Yellow Bank Township is a township in Lac qui Parle County, Minnesota, United States. The population was 177 at the 2000 census.

Yellow Bank Township was organized in 1878, and named after the Yellow Bank River.

==Geography==
According to the United States Census Bureau, the township has a total area of 35.3 square miles (91.6 km^{2}), of which 35.2 square miles (91.2 km^{2}) is land and 0.1 square mile (0.3 km^{2}) (0.37%) is water. Most of the township's northern boundary is defined by the Minnesota River; the Yellow Bank River, a tributary of the Minnesota, flows through the eastern part of the township.

==Demographics==
As of the census of 2000, there were 177 people, 69 households, and 54 families residing in the township. The population density was 5.0 people per square mile (1.9/km^{2}). There were 82 housing units at an average density of 2.3/sq mi (0.9/km^{2}). The racial makeup of the township was 100.00% White.

There were 69 households, out of which 29.0% had children under the age of 18 living with them, 73.9% were married couples living together, 1.4% had a female householder with no husband present, and 21.7% were non-families. 20.3% of all households were made up of individuals, and 11.6% had someone living alone who was 65 years of age or older. The average household size was 2.57 and the average family size was 2.94.
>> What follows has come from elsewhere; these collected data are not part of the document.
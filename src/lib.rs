// src/lib.rs — Library root for salonctl

pub mod api;
pub mod cli;
pub mod infra;
pub mod nav;
pub mod session;
pub mod workflow;
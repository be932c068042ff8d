// src/cli/book.rs — Interactive booking flow
//
// Drives the reservation workflow end to end: pick service, stylist and
// date, query availability, choose a slot, reserve (guest or
// authenticated), then optionally pay. Every failure returns the
// workflow to a well-defined prior step; nothing retries on its own.

use std::sync::Arc;

use chrono::NaiveDate;

use crate::api::types::{PaymentMode, PaymentRequest, TimeSlot};
use crate::api::BookingApi;
use crate::cli::browse;
use crate::infra::errors::SalonError;
use crate::nav::{Navigator, View};
use crate::session::SessionContext;
use crate::workflow::{GuestContact, ReservationWorkflow};

pub async fn run_book(api: Arc<dyn BookingApi>, session: &SessionContext) -> anyhow::Result<()> {
    let mut nav = Navigator::new();
    if nav.navigate(View::Booking, session) != View::Booking {
        if let Some(warning) = nav.last_denial() {
            println!("{warning}");
        }
        return Ok(());
    }

    let mut workflow = ReservationWorkflow::new(Arc::clone(&api));
    workflow.begin();

    // Service
    let services = browse::load_services(api.as_ref()).await;
    if services.is_empty() {
        println!("No services available right now. Try again later.");
        return Ok(());
    }
    let labels: Vec<String> = services
        .iter()
        .map(|s| format!("{} - ${:.2} ({}m)", s.name, s.price, s.duration_minutes))
        .collect();
    let choice = inquire::Select::new("Service:", labels.clone()).prompt()?;
    let idx = labels.iter().position(|l| l == &choice).unwrap_or(0);
    workflow.select_service(services[idx].clone())?;

    // Stylist
    let stylists = browse::load_stylists(api.as_ref()).await;
    if stylists.is_empty() {
        println!("No stylists available right now. Try again later.");
        return Ok(());
    }
    let labels: Vec<String> = stylists
        .iter()
        .map(|s| format!("{} ({:02}:00-{:02}:00)", s.display_name, s.start_hour, s.end_hour))
        .collect();
    let choice = inquire::Select::new("Stylist:", labels.clone()).prompt()?;
    let idx = labels.iter().position(|l| l == &choice).unwrap_or(0);
    workflow.select_stylist(stylists[idx].clone())?;

    // Date + slot + reserve, looping back on conflicts: the slot may have
    // been taken between the availability query and the reservation.
    let booking = loop {
        let date = prompt_date()?;
        workflow.select_date(date)?;

        let slots = workflow.query_availability().await?.to_vec();
        if slots.is_empty() {
            println!("No availability on {date}.");
            if inquire::Confirm::new("Try another date?")
                .with_default(true)
                .prompt()?
            {
                continue;
            }
            return Ok(());
        }

        let slot = prompt_slot(&slots)?;
        workflow.choose_slot(slot)?;
        println!("  {}", workflow.selection().summary());

        let reserved = if session.is_guest() {
            let contact = prompt_guest_contact()?;
            workflow.reserve_as_guest(&contact).await
        } else {
            workflow.reserve(session).await
        };

        match reserved {
            Ok(booking) => break booking.clone(),
            Err(e @ SalonError::Conflict { .. }) => {
                // Expected race; report it and let the user re-query.
                println!("{e}");
                if inquire::Confirm::new("Pick a different slot?")
                    .with_default(true)
                    .prompt()?
                {
                    continue;
                }
                return Ok(());
            }
            Err(e) => return Err(e.into()),
        }
    };

    println!(
        "Reserved: booking #{} ({}). The slot is held until you pay or cancel.",
        booking.id, booking.status
    );

    if !inquire::Confirm::new("Pay now?").with_default(true).prompt()? {
        println!("You can pay later with `salonctl pay {}`.", booking.id);
        return Ok(());
    }

    let price = workflow
        .selection()
        .service()
        .map(|s| s.price)
        .unwrap_or_default();
    let (card, mode) = prompt_payment(price)?;
    match workflow.pay(session, card, mode).await {
        Ok(booking) => println!("Payment accepted. Booking #{} is {}.", booking.id, booking.status),
        Err(e) => {
            // The reservation survives a failed payment.
            println!("{e}");
            println!(
                "Booking #{} is still pending; pay again with `salonctl pay {}` or cancel it.",
                booking.id, booking.id
            );
        }
    }
    Ok(())
}

fn prompt_date() -> anyhow::Result<NaiveDate> {
    loop {
        let raw = inquire::Text::new("Date (YYYY-MM-DD):").prompt()?;
        match raw.trim().parse::<NaiveDate>() {
            Ok(date) => return Ok(date),
            Err(_) => println!("Not a valid date: {raw}"),
        }
    }
}

fn prompt_slot(slots: &[TimeSlot]) -> anyhow::Result<TimeSlot> {
    let labels: Vec<String> = slots
        .iter()
        .map(|s| {
            format!(
                "{} - {}",
                s.start_time.format("%H:%M"),
                s.end_time.format("%H:%M")
            )
        })
        .collect();
    let choice = inquire::Select::new("Time slot:", labels.clone()).prompt()?;
    let idx = labels.iter().position(|l| l == &choice).unwrap_or(0);
    Ok(slots[idx].clone())
}

fn prompt_guest_contact() -> anyhow::Result<GuestContact> {
    Ok(GuestContact {
        name: inquire::Text::new("Your name:").prompt()?,
        email: inquire::Text::new("Email:").prompt()?,
        phone: inquire::Text::new("Phone:").prompt()?,
    })
}

pub fn prompt_payment(full_price: f64) -> anyhow::Result<(PaymentRequest, PaymentMode)> {
    let mode_labels = vec![
        format!("Full amount (${full_price:.2})"),
        "Deposit (partial, still confirms the booking)".to_string(),
    ];
    let choice = inquire::Select::new("Payment:", mode_labels.clone()).prompt()?;
    let mode = if choice == mode_labels[0] {
        PaymentMode::Full
    } else {
        PaymentMode::Deposit
    };

    let amount = match mode {
        PaymentMode::Full => full_price,
        PaymentMode::Deposit => {
            let raw = inquire::Text::new("Deposit amount:").prompt()?;
            raw.trim()
                .parse::<f64>()
                .map_err(|_| anyhow::anyhow!("not a valid amount: {raw}"))?
        }
    };

    let card = PaymentRequest {
        amount,
        card_number: inquire::Text::new("Card number:").prompt()?,
        expiry_month: inquire::Text::new("Expiry month (1-12):")
            .prompt()?
            .trim()
            .parse()
            .map_err(|_| anyhow::anyhow!("not a valid month"))?,
        expiry_year: inquire::Text::new("Expiry year:")
            .prompt()?
            .trim()
            .parse()
            .map_err(|_| anyhow::anyhow!("not a valid year"))?,
        cvv: inquire::Password::new("CVV:")
            .with_display_mode(inquire::PasswordDisplayMode::Masked)
            .without_confirmation()
            .prompt()?,
        cardholder_name: inquire::Text::new("Cardholder name:").prompt()?,
    };
    Ok((card, mode))
}
// src/infra/paths.rs — Path management
//
// All paths respect the SALONCTL_HOME environment variable for isolation.
// When SALONCTL_HOME is set, config and session state live under that
// directory. When unset, everything lives under ~/.salonctl/.

use std::path::PathBuf;

fn salonctl_home() -> Option<PathBuf> {
    std::env::var_os("SALONCTL_HOME").map(PathBuf::from)
}

/// Configuration directory: $SALONCTL_HOME/ or ~/.salonctl/
pub fn config_dir() -> PathBuf {
    if let Some(home) = salonctl_home() {
        return home;
    }
    dirs_home().join(".salonctl")
}

/// Home directory
pub fn dirs_home() -> PathBuf {
    directories::BaseDirs::new()
        .expect("Could not determine home directory")
        .home_dir()
        .to_path_buf()
}

/// Config file path
pub fn config_file_path() -> PathBuf {
    config_dir().join("config.toml")
}

/// Persisted session (bearer token + guest flag)
pub fn session_file_path() -> PathBuf {
    config_dir().join("session.json")
}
In the township the population was spread out, with 24.3% under the age of 18, 6.2% from 18 to 24, 27.1% from 25 to 44, 22.6% from 45 to 64, and 19.8% who were 65 years of age or older. The median age was 39 years. For every 100 females, there were 124.1 males. For every 100 females age 18 and over, there were 109.4 males.

The median income for a household in the township was $33,036, and the median income for a family was $34,464. Males had a median income of $23,750 versus $16,500 for females. The per capita income for the township was $14,867. About 4.4% of families and 4.2% of the population were below the poverty line, including none of those under the age of eighteen or sixty five or over.